Carciofi alla birra facili e saporiti, un contorno diverso dal solito con pochi ingredienti e procedimento semplice.
Ti dico la verità, la prima volta che ho sentito “carciofi alla birra” ho storto un po’ il naso. Non perché non mi piacciano i carciofi, anzi, ma perché li ho sempre fatti nel modo classico: in padella con aglio e prezzemolo, oppure alla romana. Poi però un giorno avevo una birra aperta in frigo e quei carciofi che mi guardavano… e ho provato.

Il risultato? Non ti dico che sanno di birra, perché non è quello il punto. È più una questione di profumo e di fondo di cottura che viene fuori bello saporito, leggermente amarognolo ma in modo piacevole. E poi restano morbidi, per niente secchi. Da allora ogni tanto li rifaccio così, soprattutto quando voglio cambiare senza complicarmi la vita.
La cosa bella è che non devi fare niente di complicato.

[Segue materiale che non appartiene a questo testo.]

use std::{fs, path::PathBuf};

use anyhow::{Context, Result, bail};
use serde::Deserialize;

// Re-export all submodules
pub mod cache;
pub mod chat;
pub mod logging;
pub mod server;
pub mod upstreams;

#[cfg(test)]
mod tests;

// Re-export types from submodules for convenience
pub use cache::CacheConfig;
pub use chat::ChatConfig;
pub use logging::LoggingConfig;
pub use server::ServerConfig;
pub use upstreams::{MirrorConfig, ModuleProxyConfig, RegistryConfig};

#[derive(Debug, Clone, Deserialize, Default)]
pub struct Config {
    #[serde(default)]
    pub server: ServerConfig,
    #[serde(default)]
    pub registry: RegistryConfig,
    #[serde(default)]
    pub goproxy: ModuleProxyConfig,
    #[serde(default)]
    pub mirror: MirrorConfig,
    #[serde(default)]
    pub chat: ChatConfig,
    #[serde(default)]
    pub cache: CacheConfig,
    #[serde(default)]
    pub logging: LoggingConfig,
}

impl Config {
    pub fn load(path: Option<PathBuf>) -> Result<Self> {
        let candidate = path.unwrap_or_else(|| PathBuf::from("edgeway.toml"));
        let mut config = if candidate.exists() {
            let raw = fs::read_to_string(&candidate)
                .with_context(|| format!("failed to read config {}", candidate.display()))?;
            toml::from_str::<Config>(&raw)
                .with_context(|| format!("invalid config {}", candidate.display()))?
        } else {
            if let Some(path) = candidate.to_str() {
                tracing::warn!("configuration file {path} not found, using defaults");
            } else {
                tracing::warn!("configuration file not found, using defaults");
            }
            Config::default()
        };
        config.chat.resolve_api_key();
        Ok(config)
    }

    pub fn validate(&self) -> Result<()> {
        let origins = [
            ("registry", &self.registry.url),
            ("goproxy mirror", &self.goproxy.mirror_url),
            ("cdn mirror", &self.mirror.cdn_url),
            ("cnb mirror", &self.mirror.cnb_url),
            ("chat", &self.chat.url),
        ];
        for (label, url) in origins {
            match url.scheme_str() {
                Some("http") | Some("https") => {}
                _ => bail!("unsupported {label} upstream scheme {url}"),
            }
        }
        if self.cache.max_entries == 0 {
            bail!("cache.max_entries must be at least 1");
        }
        Ok(())
    }
}

pub(crate) mod serde_url {
    use rama::http::Uri;
    use serde::{Deserialize, Deserializer};
    use std::str::FromStr;

    pub fn deserialize<'de, D>(deserializer: D) -> Result<Uri, D::Error>
    where
        D: Deserializer<'de>,
    {
        let s = String::deserialize(deserializer)?;
        Uri::from_str(&s).map_err(serde::de::Error::custom)
    }
}
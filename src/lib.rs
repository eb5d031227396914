#![warn(
    rust_2024_compatibility,
    clippy::all,
    clippy::future_not_send,
    clippy::mod_module_files,
    clippy::needless_pass_by_ref_mut,
    clippy::unused_async
)]

pub mod config;
pub mod gateway;
pub mod relay;
mod cache;

pub use cache::{CacheStats, CachedResponse, EdgeCache, MemoryCache, cache_control_ttl};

L’unica “scocciatura”, se vogliamo chiamarla così, è pulire i carciofi. Ma se lo fai con calma, magari mentre chiacchieri o con la radio accesa, passa subito. E fidati che ne vale la pena, perché poi il resto è tutto in discesa.
Carciofi alla birra
Quindi dai, mettiamoci ai fornelli senza farla troppo lunga. Prepara una padella bella larga, perché i carciofi hanno bisogno del loro spazio, e tieni la birra a portata di mano. Il profumo che si sprigiona quando la versi… già lì capisci che stai facendo qualcosa di diverso dal solito.
Tempo di preparazione: 20 minuti
Tempo di cottura: 25 minuti
Ingredienti per Carciofi alla birra
Per 4 persone
- 8 carciof
- 1 spicchio di aglio
- 1 bicchiere di birra chiara
- Olio extravergine d’oliva q.b.
- Sale q.b.
- Pepe q.b.
- Prezzemolo tritato q.b.
- Succo di mezzo limone
- Acqua q.b.
Come si prepara Carciofi alla birra
- Per prima cosa occupati dei carciofi. Togli le foglie esterne più dure, taglia le punte e pulisci anche il gambo, senza buttarlo via che è buonissimo. Mano a mano che li pulisci, mettili in una ciotola con acqua e limone così non diventano scuri.
- Quando hai finito, tagliali a metà o in quarti, dipende da quanto sono grandi, e se c’è la barbetta interna toglila con un coltellino. Non serve essere precisissimi, basta fare le cose con calma.
- Prendi poi una padella capiente, versa un giro d’olio e aggiungi lo spicchio d’aglio leggermente schiacciato. Lascialo andare un minuto, giusto per far insaporire l’olio, senza farlo bruciare.
- A questo punto scola i carciofi e mettili direttamente in padella. Falli rosolare qualche minuto a fiamma media, girandoli ogni tanto. Devono prendere un po’ di colore, ma senza seccarsi.
- Quando vedi che iniziano a dorarsi leggermente, sfuma con la birra. Versala piano e senti subito il profumo che cambia. Lascia evaporare l’alcol per qualche minuto, senza coperchio.
- Dopo di che aggiungi mezzo bicchiere d’acqua, abbassa la fiamma e copri con un coperchio. Lasciali cuocere così per circa 15-20 minuti. Ogni tanto dai un’occhiata e, se serve, aggiungi ancora un goccio d’acqua.
- Verso fine cottura aggiusta di sale e pepe. I carciofi devono essere morbidi ma non sfatti, quindi infilza con una forchetta per capire se ci siamo.
- Quando sono pronti, spegni il fuoco, togli l’aglio se non ti piace troppo e aggiungi una manciata di prezzemolo tritato. Dai un’ultima mescolata e lascia riposare un paio di minuti prima di portarli in tavola.
- Io di solito li servo così, senza aggiungere altro, magari con un po’ di pane per fare scarpetta perché il sughetto lo merita davvero. Provali così una volta e poi mi dici se torni sempre alla solita versione.